_What you have to do_
Which of the lines in the records below hold the string "store"? Copy every one of them.

_Source information_
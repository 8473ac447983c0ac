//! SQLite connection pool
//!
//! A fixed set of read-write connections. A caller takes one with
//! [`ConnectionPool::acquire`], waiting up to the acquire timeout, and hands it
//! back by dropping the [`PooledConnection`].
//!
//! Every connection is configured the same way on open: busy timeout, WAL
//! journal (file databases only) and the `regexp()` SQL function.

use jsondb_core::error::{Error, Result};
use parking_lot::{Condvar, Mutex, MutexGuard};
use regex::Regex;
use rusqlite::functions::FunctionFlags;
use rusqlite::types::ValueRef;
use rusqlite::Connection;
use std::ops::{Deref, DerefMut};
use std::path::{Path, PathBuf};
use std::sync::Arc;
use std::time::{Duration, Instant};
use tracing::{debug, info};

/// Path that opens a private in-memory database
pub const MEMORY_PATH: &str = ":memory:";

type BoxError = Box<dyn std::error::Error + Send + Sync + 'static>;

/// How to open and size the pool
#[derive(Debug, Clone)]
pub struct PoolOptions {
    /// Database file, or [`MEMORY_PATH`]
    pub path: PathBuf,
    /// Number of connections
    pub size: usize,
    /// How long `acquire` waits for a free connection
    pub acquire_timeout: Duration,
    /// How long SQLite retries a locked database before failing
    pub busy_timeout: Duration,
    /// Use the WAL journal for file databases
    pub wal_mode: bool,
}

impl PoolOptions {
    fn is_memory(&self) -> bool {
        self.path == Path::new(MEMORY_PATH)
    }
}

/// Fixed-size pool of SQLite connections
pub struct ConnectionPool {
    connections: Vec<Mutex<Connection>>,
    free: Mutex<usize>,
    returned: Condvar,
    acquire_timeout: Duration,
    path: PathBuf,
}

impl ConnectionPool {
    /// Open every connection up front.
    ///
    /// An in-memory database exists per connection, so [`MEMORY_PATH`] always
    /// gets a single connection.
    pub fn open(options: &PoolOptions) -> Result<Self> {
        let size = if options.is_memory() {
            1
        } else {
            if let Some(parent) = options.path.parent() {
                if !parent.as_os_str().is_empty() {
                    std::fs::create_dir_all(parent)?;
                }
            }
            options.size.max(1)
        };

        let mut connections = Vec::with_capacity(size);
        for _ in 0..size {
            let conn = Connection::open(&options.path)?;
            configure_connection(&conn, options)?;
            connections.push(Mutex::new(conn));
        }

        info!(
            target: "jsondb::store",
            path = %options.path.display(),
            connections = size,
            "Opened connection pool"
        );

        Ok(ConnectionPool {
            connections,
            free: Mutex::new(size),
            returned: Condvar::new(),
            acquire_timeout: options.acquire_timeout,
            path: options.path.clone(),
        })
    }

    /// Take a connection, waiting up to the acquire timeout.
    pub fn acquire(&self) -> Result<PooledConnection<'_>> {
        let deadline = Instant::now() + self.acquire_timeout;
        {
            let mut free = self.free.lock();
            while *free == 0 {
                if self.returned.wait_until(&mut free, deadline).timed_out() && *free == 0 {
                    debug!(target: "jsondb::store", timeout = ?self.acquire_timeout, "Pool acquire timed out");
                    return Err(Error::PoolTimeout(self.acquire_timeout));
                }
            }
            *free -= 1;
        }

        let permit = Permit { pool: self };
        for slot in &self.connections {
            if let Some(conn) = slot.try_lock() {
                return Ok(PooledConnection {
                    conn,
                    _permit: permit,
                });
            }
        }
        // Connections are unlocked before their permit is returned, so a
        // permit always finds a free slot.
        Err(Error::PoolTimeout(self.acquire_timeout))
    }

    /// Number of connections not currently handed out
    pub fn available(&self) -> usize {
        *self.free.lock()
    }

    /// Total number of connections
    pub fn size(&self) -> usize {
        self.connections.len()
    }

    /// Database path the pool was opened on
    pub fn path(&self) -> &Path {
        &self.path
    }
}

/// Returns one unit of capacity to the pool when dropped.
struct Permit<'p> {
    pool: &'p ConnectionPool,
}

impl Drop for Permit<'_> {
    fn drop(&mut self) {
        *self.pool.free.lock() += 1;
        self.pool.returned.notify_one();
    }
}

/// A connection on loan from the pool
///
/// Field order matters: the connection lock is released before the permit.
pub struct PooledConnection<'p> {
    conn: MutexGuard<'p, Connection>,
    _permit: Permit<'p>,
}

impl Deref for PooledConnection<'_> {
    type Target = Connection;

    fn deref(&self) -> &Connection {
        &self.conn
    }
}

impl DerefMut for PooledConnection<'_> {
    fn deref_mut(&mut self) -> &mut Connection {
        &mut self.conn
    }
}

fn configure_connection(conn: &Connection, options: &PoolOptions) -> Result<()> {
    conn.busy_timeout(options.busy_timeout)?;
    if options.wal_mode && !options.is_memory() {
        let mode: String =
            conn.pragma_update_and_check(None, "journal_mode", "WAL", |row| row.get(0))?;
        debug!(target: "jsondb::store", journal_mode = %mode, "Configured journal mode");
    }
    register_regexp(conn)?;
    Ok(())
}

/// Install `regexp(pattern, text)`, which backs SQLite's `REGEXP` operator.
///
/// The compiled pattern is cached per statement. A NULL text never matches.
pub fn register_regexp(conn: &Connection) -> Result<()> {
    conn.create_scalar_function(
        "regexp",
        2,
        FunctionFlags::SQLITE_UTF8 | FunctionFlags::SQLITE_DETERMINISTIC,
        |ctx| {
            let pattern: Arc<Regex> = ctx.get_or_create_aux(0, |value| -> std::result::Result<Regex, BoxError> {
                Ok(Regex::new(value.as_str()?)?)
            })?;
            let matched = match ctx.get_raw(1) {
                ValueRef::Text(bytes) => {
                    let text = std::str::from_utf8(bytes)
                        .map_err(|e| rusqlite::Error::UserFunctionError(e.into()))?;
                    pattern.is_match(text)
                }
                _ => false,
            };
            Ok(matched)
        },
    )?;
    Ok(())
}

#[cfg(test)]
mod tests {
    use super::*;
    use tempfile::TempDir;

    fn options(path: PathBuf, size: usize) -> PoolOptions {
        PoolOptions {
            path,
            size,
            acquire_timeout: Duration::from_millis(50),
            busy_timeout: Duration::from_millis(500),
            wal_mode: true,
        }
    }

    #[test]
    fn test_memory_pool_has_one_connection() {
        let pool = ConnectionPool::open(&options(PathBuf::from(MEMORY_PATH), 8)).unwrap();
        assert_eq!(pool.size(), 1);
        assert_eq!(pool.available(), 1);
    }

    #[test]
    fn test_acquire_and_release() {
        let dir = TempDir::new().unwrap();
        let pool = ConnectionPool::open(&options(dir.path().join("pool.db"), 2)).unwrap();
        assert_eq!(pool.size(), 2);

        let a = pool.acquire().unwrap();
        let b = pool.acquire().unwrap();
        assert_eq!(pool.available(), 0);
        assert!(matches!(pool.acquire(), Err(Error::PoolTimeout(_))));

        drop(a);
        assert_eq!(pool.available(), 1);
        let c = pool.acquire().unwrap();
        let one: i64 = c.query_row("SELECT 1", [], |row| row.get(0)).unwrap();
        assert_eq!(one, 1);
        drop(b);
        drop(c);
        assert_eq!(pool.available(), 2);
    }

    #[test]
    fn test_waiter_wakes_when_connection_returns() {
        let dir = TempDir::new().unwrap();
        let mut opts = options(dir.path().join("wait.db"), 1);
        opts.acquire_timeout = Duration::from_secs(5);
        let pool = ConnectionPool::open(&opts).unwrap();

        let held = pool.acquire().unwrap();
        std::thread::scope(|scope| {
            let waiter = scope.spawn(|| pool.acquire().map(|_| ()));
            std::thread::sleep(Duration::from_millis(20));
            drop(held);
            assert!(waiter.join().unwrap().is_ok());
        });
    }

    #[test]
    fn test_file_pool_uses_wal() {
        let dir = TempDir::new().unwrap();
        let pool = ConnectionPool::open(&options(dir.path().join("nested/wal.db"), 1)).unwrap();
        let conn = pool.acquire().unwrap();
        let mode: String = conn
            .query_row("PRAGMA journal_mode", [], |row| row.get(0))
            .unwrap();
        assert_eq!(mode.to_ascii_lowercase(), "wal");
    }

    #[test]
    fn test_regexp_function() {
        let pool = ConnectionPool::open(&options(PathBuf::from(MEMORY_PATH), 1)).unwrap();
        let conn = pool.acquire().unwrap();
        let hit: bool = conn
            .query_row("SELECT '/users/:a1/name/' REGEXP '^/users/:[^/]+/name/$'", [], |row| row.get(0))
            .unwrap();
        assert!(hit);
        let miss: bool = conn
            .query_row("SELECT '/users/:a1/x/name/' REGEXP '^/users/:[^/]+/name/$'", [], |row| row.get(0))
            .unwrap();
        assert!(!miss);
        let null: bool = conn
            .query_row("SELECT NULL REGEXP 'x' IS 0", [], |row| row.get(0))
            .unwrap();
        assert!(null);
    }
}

_Response to the exercise_
            target: "jsondb::store",
                    debug!(target: "jsondb::store", timeout = ?self.acquire_timeout, "Pool acquire timed out");
        debug!(target: "jsondb::store", journal_mode = %mode, "Configured journal mode");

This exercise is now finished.